Wednesday, July 29, 2015

Is It Impossible to Make an Anti-War on Women Film?




Reading this dialogue between Mark Fisher and Amber Jacobs on Black Swan, originally published in Film Quarterly, and can't help thinking that I agree with both sides of the argument.  On the one hand, I, like Mark, originally saw the film and accepted its artifice, found it deeply moving, and thought it to be a deeply feminist film in the ways it portrayed women's bodies as this battleground for male design/male pleasure.  The body horror aspects- particularly the quasi-foot-binding- were particularly striking and have stuck with me through the years, even though I've only watched the film one other time since seeing it in the theaters. However, to Jacobs's point, the way the film presents itself as a film about the way women are pitted against one another does not leave room for departure, and entrenches the film in the rules and stereotypes it seems to be critiquing.  This makes it a horror film about, by, and within patriarchy, even if one considers the negativity of the angles it focuses on to frame it more against than for.

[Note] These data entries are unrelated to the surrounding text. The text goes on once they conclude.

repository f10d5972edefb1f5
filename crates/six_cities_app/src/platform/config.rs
use std::fs;
use std::io;
use std::path::{Path, PathBuf};
use std::time::Duration;

use serde::Deserialize;
use six_cities_engine::{ApiSettings, DEFAULT_BASE_URL};
use thiserror::Error;

use super::logging::LogDestination;

pub const CONFIG_FILENAME: &str = "six_cities.ron";

#[derive(Debug, Error)]
pub enum ConfigError {
    #[error("no config file at {0:?}")]
    Missing(PathBuf),
    #[error("could not read {path:?}: {source}")]
    Read { path: PathBuf, source: io::Error },
    #[error("could not parse {path:?}: {message}")]
    Parse { path: PathBuf, message: String },
}

/// Settings read from `six_cities.ron`. Every field is optional in the file.
#[derive(Debug, Clone, PartialEq, Deserialize)]
#[serde(default)]
pub struct AppConfig {
    pub base_url: String,
    pub timeout_ms: u64,
    /// Where the session token is kept.
    pub data_dir: PathBuf,
    pub log_destination: LogDestination,
}

impl Default for AppConfig {
    fn default() -> Self {
        Self {
            base_url: DEFAULT_BASE_URL.to_string(),
            timeout_ms: 5_000,
            data_dir: PathBuf::from(".six-cities"),
            log_destination: LogDestination::default(),
        }
    }
}

impl AppConfig {
    pub fn api_settings(&self) -> ApiSettings {
        ApiSettings {
            base_url: self.base_url.clone(),
            timeout: Duration::from_millis(self.timeout_ms),
        }
    }
}

pub fn load(path: &Path) -> Result<AppConfig, ConfigError> {
    let content = match fs::read_to_string(path) {
        Ok(text) => text,
        Err(err) if err.kind() == io::ErrorKind::NotFound => {
            return Err(ConfigError::Missing(path.to_path_buf()));
        }
        Err(source) => {
            return Err(ConfigError::Read {
                path: path.to_path_buf(),
                source,
            });
        }
    };

    ron::from_str(&content).map_err(|err| ConfigError::Parse {
        path: path.to_path_buf(),
        message: err.to_string(),
    })
}
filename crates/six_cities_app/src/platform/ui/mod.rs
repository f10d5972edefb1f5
pub mod commands;
pub mod render;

It makes me think about the old adage (attributed to Truffaut) about how you can never truly make an anti-war film, because every film about war must reinforce the notion that war is exciting and thrilling.  In a similar way, I wonder if you can ever make a film about the limitations of patriarchy, particularly as a male storyteller, without affirming its allegedly innate authority.   Natalie Portman's Nina in Black Swan is a character that is completely invested in the patriarchal model of womanhood, and certainly women who are meek, overwhelmed, and unstable (I'd stop short of saying "hysterical" as Jacobs suggests- I think she's drawn a touch more three-dimensionally than that) do exist.  One of the reasons I found the film compelling was because it contained a protagonist you don't often see on the screen.  But can you choose a protagonist like this, whose entire value system is defined within the horror of patriarchy, without making said central figure become an allegorical emblem of womanhood?

 In Black Swan, I believe Mila Kunis's Lily was designed to be a foil to this, but all of what we know of Lily is told from Nina's decidedly skewed perspective.  Nina believes Lily is after her role, because that seems to the rules of engagement, but there are several moments in which Lily couldn't seem to care less.  Nina sees in Lily her own expiration date, but she also desires the way in which Lily may just be free of concern about the patriarchal rules- that is, if this isn't just an act, an elaborate ruse to sneak her way into Nina's ballet shoes.  The film doesn't let us see Lily in just one way though.  It makes us want to believe the best since Nina is clearly crazy, but also makes us complicit in the lie that all women are catty and manipulative at their core.